The action of some commercial drain cleaners is based on the following reaction: 2 NaOH(s) + 2 Al(s) + 6 H2O(l) → 2 NaAl(OH)4(s) + 3 H2(g) What is the volume of H2 gas formed at STP when 6.32 g of Al reacts with excess NaOH?

Answer 1

Answer : The volume of $H_2$ gas formed at STP is 7.86 liters.

Explanation :

The balanced chemical reaction will be:

$2NaOH(s)+2Al(s)+6H_2O(l)\rightarrow 2AnAl(OH)_4(s)+3H_2(g)$

First we have to calculate the moles of $Al$.

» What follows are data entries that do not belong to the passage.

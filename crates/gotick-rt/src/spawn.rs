// SPDX-License-Identifier: (MIT OR Apache-2.0)
//! Logical thread spawner: go/gocall/gotake/goput.
//!
//! Every spawn returns a future channel: a capacity-1 `Chan<Outcome<T>>`
//! that receives exactly one value, `Ok` when the job finishes or `Err`
//! when it faults or is abandoned.

use std::future::Future;
use std::pin::Pin;
use std::task::{Context, Poll};

use crate::channel::{put, take, Chan};
use crate::error::{Fault, Outcome};
use crate::scheduler::Scheduler;
use crate::task::FaultHook;

impl Scheduler {
    /// Spawn `fut` as a logical thread. Non-blocking; the job first runs
    /// on a later tick.
    pub fn go<T, F>(&self, fut: F) -> Chan<Outcome<T>>
    where
        T: 'static,
        F: Future<Output = T> + 'static,
    {
        self.spawn_outcome(async move { Ok(fut.await) })
    }

    /// Spawn `f(args)`. `f` is applied when the job first runs, not here.
    pub fn gocall<A, T, F, Fut>(&self, f: F, args: A) -> Chan<Outcome<T>>
    where
        A: 'static,
        T: 'static,
        F: FnOnce(A) -> Fut + 'static,
        Fut: Future<Output = T>,
    {
        self.go(async move { f(args).await })
    }

    /// Spawn a job that takes one value from `chan` and hands it to `then`.
    pub fn gotake<T, R, F>(&self, chan: &Chan<T>, then: F) -> Chan<Outcome<R>>
    where
        T: 'static,
        R: 'static,
        F: FnOnce(T) -> R + 'static,
    {
        self.go(take(chan, then))
    }

    /// Spawn a job that puts `value` on `chan`.
    pub fn goput<T>(&self, chan: &Chan<T>, value: T) -> Chan<Outcome<()>>
    where
        T: 'static,
    {
        self.goput_then(chan, value, || ())
    }

    /// Spawn a job that puts `value` on `chan`, then calls `then`.
    pub fn goput_then<T, R, F>(&self, chan: &Chan<T>, value: T, then: F) -> Chan<Outcome<R>>
    where
        T: 'static,
        R: 'static,
        F: FnOnce() -> R + 'static,
    {
        self.go(put(chan, value, then))
    }

    /// Spawn a job whose body already yields an `Outcome`. The result is
    /// delivered as-is instead of being wrapped in another `Ok`.
    pub(crate) fn spawn_outcome<T, F>(&self, fut: F) -> Chan<Outcome<T>>
    where
        T: 'static,
        F: Future<Output = Outcome<T>> + 'static,
    {
        let result: Chan<Outcome<T>> = self.chan(1);
        let done = result.clone();
        let failed = result.clone();
        let on_fault: FaultHook = Box::new(move |fault: Fault| failed.complete(Err(fault)));
        self.spawn_job(
            Box::pin(async move {
                let outcome = fut.await;
                done.complete(outcome);
            }),
            Some(on_fault),
        );
        result
    }
}

/// Give up the rest of this tick. The job goes to the back of the queue.
pub fn yield_now() -> YieldNow {
    YieldNow { yielded: false }
}

/// Future returned by `yield_now`.
#[derive(Debug)]
#[must_use = "futures do nothing unless awaited"]
pub struct YieldNow {
    yielded: bool,
}

impl Future for YieldNow {
    type Output = ();

    fn poll(mut self: Pin<&mut Self>, cx: &mut Context<'_>) -> Poll<()> {
        if self.yielded {
            return Poll::Ready(());
        }
        self.yielded = true;
        cx.waker().wake_by_ref();
        Poll::Pending
    }
}

#[cfg(test)]
mod tests {
    use super::*;
    use crate::scheduler::TickOutcome;
    use std::cell::RefCell;
    use std::rc::Rc;

    #[test]
    fn go_round_trip() {
        let sched = Scheduler::new();
        let result = sched.go(async { 42 });
        assert!(result.is_empty());
        assert_eq!(sched.block_on(&result), Ok(Ok(42)));
    }

    #[test]
    fn go_does_not_run_eagerly() {
        let sched = Scheduler::new();
        let ran = Rc::new(RefCell::new(false));
        let flag = ran.clone();
        let _result = sched.go(async move { *flag.borrow_mut() = true });
        assert!(!*ran.borrow());
        sched.tick();
        assert!(*ran.borrow());
    }

    #[test]
    fn gocall_applies_lazily() {
        let sched = Scheduler::new();
        let calls = Rc::new(RefCell::new(0));
        let counter = calls.clone();
        let result = sched.gocall(
            move |(a, b): (i32, i32)| {
                *counter.borrow_mut() += 1;
                async move { a * b }
            },
            (6, 7),
        );
        assert_eq!(*calls.borrow(), 0);
        assert_eq!(sched.block_on(&result), Ok(Ok(42)));
        assert_eq!(*calls.borrow(), 1);
    }

    #[test]
    fn gotake_and_goput_meet() {
        let sched = Scheduler::new();
        let c: Chan<&str> = sched.chan(1);
        let taken = sched.gotake(&c, |v| v.len());
        let sent = sched.goput(&c, "hello");
        assert_eq!(sched.block_on(&taken), Ok(Ok(5)));
        assert_eq!(sched.block_on(&sent), Ok(Ok(())));
    }

    #[test]
    fn goput_then_runs_after_put() {
        let sched = Scheduler::new();
        let c: Chan<u8> = sched.chan(1);
        let observer = c.clone();
        let after = sched.goput_then(&c, 9, move || observer.len());
        assert_eq!(sched.block_on(&after), Ok(Ok(1)));
    }

    #[test]
    fn panic_reaches_future_channel() {
        let sched = Scheduler::new();
        let result = sched.go(async {
            if true {
                panic!("exploded");
            }
            1
        });
        assert_eq!(
            sched.block_on(&result),
            Ok(Err(Fault::Panicked {
                message: "exploded".to_string()
            }))
        );
    }

    #[test]
    fn yield_requeues_at_back() {
        let sched = Scheduler::new();
        let log = Rc::new(RefCell::new(Vec::new()));
        let a_log = log.clone();
        let a = sched.go(async move {
            a_log.borrow_mut().push("a1");
            yield_now().await;
            a_log.borrow_mut().push("a2");
        });
        let b_log = log.clone();
        let _b = sched.go(async move { b_log.borrow_mut().push("b") });

        assert!(matches!(sched.tick(), TickOutcome::Requeued(_)));
        sched.run_until_idle();
        assert_eq!(*log.borrow(), vec!["a1", "b", "a2"]);
        assert_eq!(a.poll(), Some(Ok(())));
    }
}
// SPDX-License-Identifier: (MIT OR Apache-2.0)
//! Parking registry.
//!
//! Channel operations that cannot complete register their waker here,
//! keyed by channel, in FIFO order per channel and per side. The
//! counterpart operation wakes the oldest entry and removes it in the
//! same step, so a parked operation is never both registered and queued.

use std::cell::RefCell;
use std::collections::{HashMap, VecDeque};
use std::fmt;
use std::rc::Rc;
use std::task::Waker;

/// Identity of a channel, unique per scheduler.
#[derive(Debug, Clone, Copy, PartialEq, Eq, Hash, PartialOrd, Ord)]
pub struct ChanId(pub(crate) u64);

impl fmt::Display for ChanId {
    fn fmt(&self, f: &mut fmt::Formatter<'_>) -> fmt::Result {
        write!(f, "chan#{}", self.0)
    }
}

/// Which queue of a channel an operation waits in.
#[derive(Debug, Clone, Copy, PartialEq, Eq)]
pub(crate) enum Side {
    /// Waiting for a value to arrive.
    Take,
    /// Waiting for room in the buffer.
    Put,
}

/// Handle to one registry entry, held by the parked future.
pub(crate) type Ticket = u64;

struct Parked {
    ticket: Ticket,
    waker: Waker,
}

/// Per-channel FIFO queues of parked takes and parked puts.
#[derive(Default)]
pub(crate) struct ParkingRegistry {
    takers: HashMap<ChanId, VecDeque<Parked>>,
    putters: HashMap<ChanId, VecDeque<Parked>>,
    next_ticket: Ticket,
    parks: u64,
    unparks: u64,
}

pub(crate) type SharedRegistry = Rc<RefCell<ParkingRegistry>>;

impl ParkingRegistry {
    pub fn new() -> Self {
        Self::default()
    }

    fn side(&self, side: Side) -> &HashMap<ChanId, VecDeque<Parked>> {
        match side {
            Side::Take => &self.takers,
            Side::Put => &self.putters,
        }
    }

    fn side_mut(&mut self, side: Side) -> &mut HashMap<ChanId, VecDeque<Parked>> {
        match side {
            Side::Take => &mut self.takers,
            Side::Put => &mut self.putters,
        }
    }

    /// Register `waker` as the newest waiter on `chan`.
    pub fn park(&mut self, side: Side, chan: ChanId, waker: Waker) -> Ticket {
        self.next_ticket += 1;
        let ticket = self.next_ticket;
        self.side_mut(side)
            .entry(chan)
            .or_default()
            .push_back(Parked { ticket, waker });
        self.parks += 1;
        tracing::trace!(%chan, ?side, ticket, "parked");
        ticket
    }

    /// Whether `ticket` is still waiting. Swaps in `waker` if it changed.
    pub fn still_parked(&mut self, side: Side, chan: ChanId, ticket: Ticket, waker: &Waker) -> bool {
        let Some(queue) = self.side_mut(side).get_mut(&chan) else {
            return false;
        };
        match queue.iter_mut().find(|p| p.ticket == ticket) {
            Some(parked) => {
                if !parked.waker.will_wake(waker) {
                    parked.waker = waker.clone();
                }
                true
            }
            None => false,
        }
    }

    /// Remove the oldest waiter on `chan` and return its waker.
    ///
    /// The caller wakes it after releasing the registry borrow.
    pub fn unpark(&mut self, side: Side, chan: ChanId) -> Option<Waker> {
        let map = self.side_mut(side);
        let queue = map.get_mut(&chan)?;
        let parked = queue.pop_front();
        if queue.is_empty() {
            map.remove(&chan);
        }
        let parked = parked?;
        self.unparks += 1;
        tracing::trace!(%chan, ?side, ticket = parked.ticket, "unparked");
        Some(parked.waker)
    }

    /// Drop the entry for `ticket`. Returns false if it was already unparked.
    pub fn cancel(&mut self, side: Side, chan: ChanId, ticket: Ticket) -> bool {
        let map = self.side_mut(side);
        let Some(queue) = map.get_mut(&chan) else {
            return false;
        };
        let before = queue.len();
        queue.retain(|p| p.ticket != ticket);
        let removed = queue.len() != before;
        if queue.is_empty() {
            map.remove(&chan);
        }
        removed
    }

    /// Number of operations waiting on `chan`.
    pub fn parked(&self, side: Side, chan: ChanId) -> usize {
        self.side(side).get(&chan).map_or(0, VecDeque::len)
    }

    /// Number of operations waiting on any channel.
    pub fn total(&self) -> usize {
        self.takers.values().chain(self.putters.values()).map(VecDeque::len).sum()
    }

    /// Forget every entry without waking anyone (shutdown).
    pub fn clear(&mut self) {
        self.takers.clear();
        self.putters.clear();
    }

    pub fn parks(&self) -> u64 {
        self.parks
    }

    pub fn unparks(&self) -> u64 {
        self.unparks
    }
}

impl fmt::Debug for ParkingRegistry {
    fn fmt(&self, f: &mut fmt::Formatter<'_>) -> fmt::Result {
        let count = |m: &HashMap<ChanId, VecDeque<Parked>>| m.values().map(VecDeque::len).sum::<usize>();
        f.debug_struct("ParkingRegistry")
            .field("takers", &count(&self.takers))
            .field("putters", &count(&self.putters))
            .finish()
    }
}

#[cfg(test)]
mod tests {
    use super::*;
    use std::sync::Arc;
    use std::task::Wake;

    struct LoggingWaker {
        id: usize,
        log: Arc<std::sync::Mutex<Vec<usize>>>,
    }

    impl Wake for LoggingWaker {
        fn wake(self: Arc<Self>) {
            self.log.lock().unwrap().push(self.id);
        }
    }

    fn waker(id: usize, log: &Arc<std::sync::Mutex<Vec<usize>>>) -> Waker {
        Waker::from(Arc::new(LoggingWaker {
            id,
            log: log.clone(),
        }))
    }

    #[test]
    fn unpark_is_fifo() {
        let log = Arc::new(std::sync::Mutex::new(Vec::new()));
        let mut reg = ParkingRegistry::new();
        let chan = ChanId(1);
        for id in 1..=3 {
            reg.park(Side::Take, chan, waker(id, &log));
        }
        assert_eq!(reg.parked(Side::Take, chan), 3);
        while let Some(w) = reg.unpark(Side::Take, chan) {
            w.wake();
        }
        assert_eq!(*log.lock().unwrap(), vec![1, 2, 3]);
        assert_eq!(reg.total(), 0);
        assert_eq!(reg.parks(), 3);
        assert_eq!(reg.unparks(), 3);
    }

    #[test]
    fn sides_and_channels_are_independent() {
        let log = Arc::new(std::sync::Mutex::new(Vec::new()));
        let mut reg = ParkingRegistry::new();
        reg.park(Side::Take, ChanId(1), waker(1, &log));
        reg.park(Side::Put, ChanId(1), waker(2, &log));
        reg.park(Side::Take, ChanId(2), waker(3, &log));
        assert!(reg.unpark(Side::Put, ChanId(2)).is_none());
        assert_eq!(reg.parked(Side::Take, ChanId(1)), 1);
        assert_eq!(reg.parked(Side::Put, ChanId(1)), 1);
        assert_eq!(reg.total(), 3);
    }

    #[test]
    fn cancel_removes_only_that_ticket() {
        let log = Arc::new(std::sync::Mutex::new(Vec::new()));
        let mut reg = ParkingRegistry::new();
        let chan = ChanId(9);
        let a = reg.park(Side::Put, chan, waker(1, &log));
        let b = reg.park(Side::Put, chan, waker(2, &log));
        assert!(reg.cancel(Side::Put, chan, a));
        assert!(!reg.cancel(Side::Put, chan, a));
        let w = reg.unpark(Side::Put, chan).unwrap();
        w.wake();
        assert_eq!(*log.lock().unwrap(), vec![2]);
        assert!(!reg.cancel(Side::Put, chan, b));
    }

    #[test]
    fn still_parked_tracks_unpark() {
        let log = Arc::new(std::sync::Mutex::new(Vec::new()));
        let mut reg = ParkingRegistry::new();
        let chan = ChanId(4);
        let w = waker(1, &log);
        let ticket = reg.park(Side::Take, chan, w.clone());
        assert!(reg.still_parked(Side::Take, chan, ticket, &w));
        reg.unpark(Side::Take, chan);
        assert!(!reg.still_parked(Side::Take, chan, ticket, &w));
    }
}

$\text{Moles of }Al=\frac{\text{Mass of }Al}{\text{Molar mass of }Al}$

Molar mass of Al = 27 g/mole

$\text{Moles of }Al=\frac{6.32g}{27g/mole}=0.234mole$

Now we have to calculate the moles of $H_2$ gas.

From the reaction we conclude that,

As, 2 mole of $Al$ react to give 3 mole of $H_2$

So, 0.234 moles of $Al$ react to give $\frac{0.234}{2}\times 3=0.351$ moles of $H_2$

Now we have to calculate the volume of $H_2$ gas formed at STP.

As, 1 mole of $H_2$ gas contains 22.4 L volume of $H_2$  gas

So, 0.351 mole of $H_2$ gas contains $0.351\times 22.4=7.86L$ volume of $H_2$ gas

Therefore, the volume of $H_2$ gas formed at STP is 7.86 liters.